Emerging growth company ☐
If an emerging growth company, indicate by check mark if the registrant has elected not to use the extended transition period for complying with any new or revised
financial accounting standards provided pursuant to Section 13(a) of the Exchange Act. ☐
Item 5.02. Departure of Directors or Certain Officers; Election of Directors; Appointment of Certain Officers; Compensatory
Arrangements of Certain Officers.
Effective as of July 2, 2026, Mr. David Sambur resigned from the board of directors (the “Board”) of Hilton Grand Vacations Inc.

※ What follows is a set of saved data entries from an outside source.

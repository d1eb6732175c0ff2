//! # Roomsync Core
//!
//! Core traits and domain types shared by the roomsync broker and simulator.
//!
//! Reservation events arrive from three heterogeneous upstream sources. Each is
//! translated into a [`event::CanonicalEvent`] and reconciled against a shared
//! per-room inventory. This crate holds the vocabulary every stage agrees on.
//!
//! ## Core Concepts
//!
//! - **Reducer**: Pure function `(State, Action, Environment) → (State, Effects)`
//! - **Effect**: Side effect descriptions (not execution)
//! - **Environment**: Injected dependencies via traits ([`environment::Clock`],
//!   [`environment::IdGenerator`])
//! - **Canonical event**: the normalized, source-agnostic reservation event
//! - **Inventory day**: per-room, per-date availability record; a missing row
//!   means the date is available
//!
//! ## Collaborators
//!
//! Everything outside the reconciliation path is reached through a trait so
//! that production backends and in-memory test doubles are interchangeable:
//!
//! - [`raw_event::RawEventStore`]: append-only raw body store
//! - [`room::RoomDirectory`]: platform listing → room lookup
//! - [`failed_event::FailedEventStore`]: queue of events that could not be routed
//!
//! ## Example
//!
//! ```
//! use roomsync_core::source::{EventKind, SourceType};
//!
//! assert_eq!(SourceType::from_alias("airbnb"), Some(SourceType::Beta));
//! assert_eq!(EventKind::from_alias(Some("cancel")), EventKind::Cancellation);
//! assert_eq!(EventKind::from_alias(None), EventKind::Booking);
//! ```

// Re-export commonly used types
pub use chrono::{DateTime, NaiveDate, Utc};
pub use serde::{Deserialize, Serialize};
pub use smallvec::{SmallVec, smallvec};

/// Audit trail records for every reconciled event
pub mod audit;

/// Canonical event model
pub mod event;

/// Failed-event records and their store contract
pub mod failed_event;

/// Typed identifiers
pub mod ids;

/// Per-room, per-date inventory records
pub mod inventory;

/// Raw delivery storage contract and delivery headers
pub mod raw_event;

/// Reservations and their lifecycle
pub mod reservation;

/// Rooms, properties and platform mappings
pub mod room;

/// Upstream source identifiers and event kinds
pub mod source;

/// Reducer module - The core trait for business logic
///
/// Reducers are pure functions: `(State, Action, Environment) → (State, Effects)`
///
/// They contain all business logic and are deterministic and testable.
pub mod reducer {
    use super::effect::Effect;
    use smallvec::SmallVec;

    /// The Reducer trait - core abstraction for business logic
    ///
    /// # Type Parameters
    ///
    /// - `State`: The domain state this reducer operates on
    /// - `Action`: The action type this reducer processes
    /// - `Environment`: The injected dependencies this reducer needs
    ///
    /// # Example
    ///
    /// ```ignore
    /// impl Reducer for LedgerReducer {
    ///     type State = RoomLedger;
    ///     type Action = LedgerAction;
    ///     type Environment = LedgerEnvironment;
    ///
    ///     fn reduce(
    ///         &self,
    ///         state: &mut RoomLedger,
    ///         action: LedgerAction,
    ///         env: &LedgerEnvironment,
    ///     ) -> SmallVec<[Effect<LedgerAction>; 4]> {
    ///         match action {
    ///             LedgerAction::BookStay { .. } => {
    ///                 // Business logic here
    ///                 SmallVec::new()
    ///             }
    ///             _ => SmallVec::new(),
    ///         }
    ///     }
    /// }
    /// ```
    pub trait Reducer {
        /// The state type this reducer operates on
        type State;

        /// The action type this reducer processes
        type Action;

        /// The environment type with injected dependencies
        type Environment;

        /// Apply `action` to `state` in place.
        ///
        /// Must not perform I/O; anything that has to happen outside the
        /// state is returned as an [`Effect`] for the caller to execute.
        fn reduce(
            &self,
            state: &mut Self::State,
            action: Self::Action,
            env: &Self::Environment,
        ) -> SmallVec<[Effect<Self::Action>; 4]>;
    }
}

/// Effect module - Side effect descriptions
///
/// Effects describe side effects to be performed by the runtime.
/// They are values (not execution) and are composable.
pub mod effect {
    use std::future::Future;
    use std::pin::Pin;
    use std::time::Duration;

    /// Effect type - describes a side effect to be executed
    ///
    /// Effects are NOT executed immediately. They are descriptions of what should happen,
    /// returned from reducers or planners and executed by the runtime.
    ///
    /// # Type Parameters
    ///
    /// - `Action`: The action type that effects can produce (feedback loop)
    pub enum Effect<Action> {
        /// No-op effect
        None,

        /// Run effects in parallel
        Parallel(Vec<Effect<Action>>),

        /// Run effects sequentially
        Sequential(Vec<Effect<Action>>),

        /// Delayed action (for timeouts, retries, injected latency)
        Delay {
            /// How long to wait
            duration: Duration,
            /// Action to dispatch after delay
            action: Box<Action>,
        },

        /// Action dispatched immediately
        Dispatch(Box<Action>),

        /// Arbitrary async computation
        ///
        /// Returns `Option<Action>` - if Some, the action is fed back to the caller
        Future(Pin<Box<dyn Future<Output = Option<Action>> + Send>>),
    }

    // Manual Debug implementation since Future doesn't implement Debug
    impl<Action> std::fmt::Debug for Effect<Action>
    where
        Action: std::fmt::Debug,
    {
        fn fmt(&self, f: &mut std::fmt::Formatter<'_>) -> std::fmt::Result {
            match self {
                Effect::None => write!(f, "Effect::None"),
                Effect::Parallel(effects) => {
                    f.debug_tuple("Effect::Parallel").field(effects).finish()
                },
                Effect::Sequential(effects) => {
                    f.debug_tuple("Effect::Sequential").field(effects).finish()
                },
                Effect::Delay { duration, action } => f
                    .debug_struct("Effect::Delay")
                    .field("duration", duration)
                    .field("action", action)
                    .finish(),
                Effect::Dispatch(action) => {
                    f.debug_tuple("Effect::Dispatch").field(action).finish()
                },
                Effect::Future(_) => write!(f, "Effect::Future(<future>)"),
            }
        }
    }

    impl<Action> Effect<Action> {
        /// Combine effects to run in parallel
        #[must_use]
        pub const fn merge(effects: Vec<Effect<Action>>) -> Effect<Action> {
            Effect::Parallel(effects)
        }

        /// Chain effects to run sequentially
        #[must_use]
        pub const fn chain(effects: Vec<Effect<Action>>) -> Effect<Action> {
            Effect::Sequential(effects)
        }

        /// Number of actions this effect will dispatch once executed
        ///
        /// `Future` effects are counted as one, since they may or may not
        /// produce an action.
        #[must_use]
        pub fn dispatch_count(&self) -> usize {
            match self {
                Effect::None => 0,
                Effect::Parallel(effects) | Effect::Sequential(effects) => {
                    effects.iter().map(Effect::dispatch_count).sum()
                },
                Effect::Delay { .. } | Effect::Dispatch(_) | Effect::Future(_) => 1,
            }
        }
    }
}

/// Environment module - Dependency injection traits
///
/// All external dependencies are abstracted behind traits and injected
/// via the Environment parameter.
pub mod environment {
    use chrono::{DateTime, Utc};
    use uuid::Uuid;

    /// Clock trait - abstracts time operations for testability
    ///
    /// # Examples
    ///
    /// ```
    /// use roomsync_core::environment::{Clock, SystemClock};
    ///
    /// let clock = SystemClock;
    /// let before = clock.now();
    /// assert!(clock.now() >= before);
    /// ```
    pub trait Clock: Send + Sync {
        /// Get the current time
        fn now(&self) -> DateTime<Utc>;
    }

    /// Production clock backed by the system time
    #[derive(Debug, Clone, Copy, Default)]
    pub struct SystemClock;

    impl Clock for SystemClock {
        fn now(&self) -> DateTime<Utc> {
            Utc::now()
        }
    }

    /// Id generator - abstracts identifier minting for testability
    pub trait IdGenerator: Send + Sync {
        /// Mint a fresh identifier
        fn next_id(&self) -> Uuid;
    }

    /// Production id generator producing random v4 UUIDs
    #[derive(Debug, Clone, Copy, Default)]
    pub struct RandomIds;

    impl IdGenerator for RandomIds {
        fn next_id(&self) -> Uuid {
            Uuid::new_v4()
        }
    }
}

#[cfg(test)]
mod tests {
    use super::effect::Effect;
    use std::time::Duration;

    #[test]
    fn dispatch_count_walks_nested_effects() {
        let effect: Effect<u8> = Effect::chain(vec![
            Effect::Delay {
                duration: Duration::from_millis(5),
                action: Box::new(1),
            },
            Effect::merge(vec![
                Effect::Dispatch(Box::new(2)),
                Effect::Dispatch(Box::new(3)),
            ]),
            Effect::None,
        ]);

        assert_eq!(effect.dispatch_count(), 3);
    }

    #[test]
    fn debug_hides_future_body() {
        let effect: Effect<u8> = Effect::Future(Box::pin(async { Some(1) }));
        assert_eq!(format!("{effect:?}"), "Effect::Future(<future>)");
    }
}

(the “Company”) in accordance with the terms of the stockholders agreement, dated as of August 2, 2021, by and among the Company, certain investment funds and vehicles managed by affiliates of Apollo Global Management, Inc. (together with its
subsidiaries, the “Apollo Investors”), and Hilton Worldwide Holdings Inc. (the “Stockholders Agreement”)
As a result of the June 4, 2026 underwritten public offering and sale by the Apollo Investors of a portion of the shares of common
stock of the Company that they owned, the Apollo Investors’ right to designate directors to the Board pursuant to the Stockholders Agreement decreased from two (2) to one (1). Ms. Chrstine Cahill, the other director designee of the Apollo
Investors, will continue to serve on the Board.
Mr. Sambur’s resignation is not due to any disagreement with the Company’s operations, policies or practices.
Effective immediately upon Mr. Sambur’s resignation, the Board appointed Ms. Christine Duffy to fill the vacancy created by Mr.
Sambur’s resignation. Ms. Duffy will serve until the 2027 annual meeting of the Company’s stockholders or until her successor is duly elected and qualified. Ms. Duffy has not yet been appointed to any committees of the Board. The Board expects to
consider committee assignments for Ms. Duffy at a later date.
In connection with her service as a director, Ms. Duffy will receive non-employee director compensation commensurate with the
Company’s other non-employee directors, which is described in more detail in the Company’s definitive proxy statement on Schedule 14A filed with the Securities and Exchange Commission on March 17, 2026.
The Company has entered into an indemnification agreement with Ms. Duffy substantially similar to the Company’s standard form of
indemnification agreement applicable for its directors. The indemnification agreements require the Company to indemnify the covered persons to the fullest extent permitted by Delaware law against liabilities that may arise by reason of their
service to the Company, and to advance expenses incurred as a result of any proceeding against them as to which they could be indemnified. The foregoing description is not complete and is qualified in its entirety by reference to the full text of
the form of indemnification agreement, which is filed as Exhibit 10.5 to the Company’s Registration Statement on Form 10 filed on November 14, 2016.
Ms. Duffy is not related to any officer or director of the Company and is not a party to any transactions or relationships with the
Company and its subsidiaries that require disclosure under Item 404(a) of Regulation S-K.
A copy of the Company’s press release regarding Ms. Duffy’s appointment is attached as Exhibit 99.1 and is incorporated by reference.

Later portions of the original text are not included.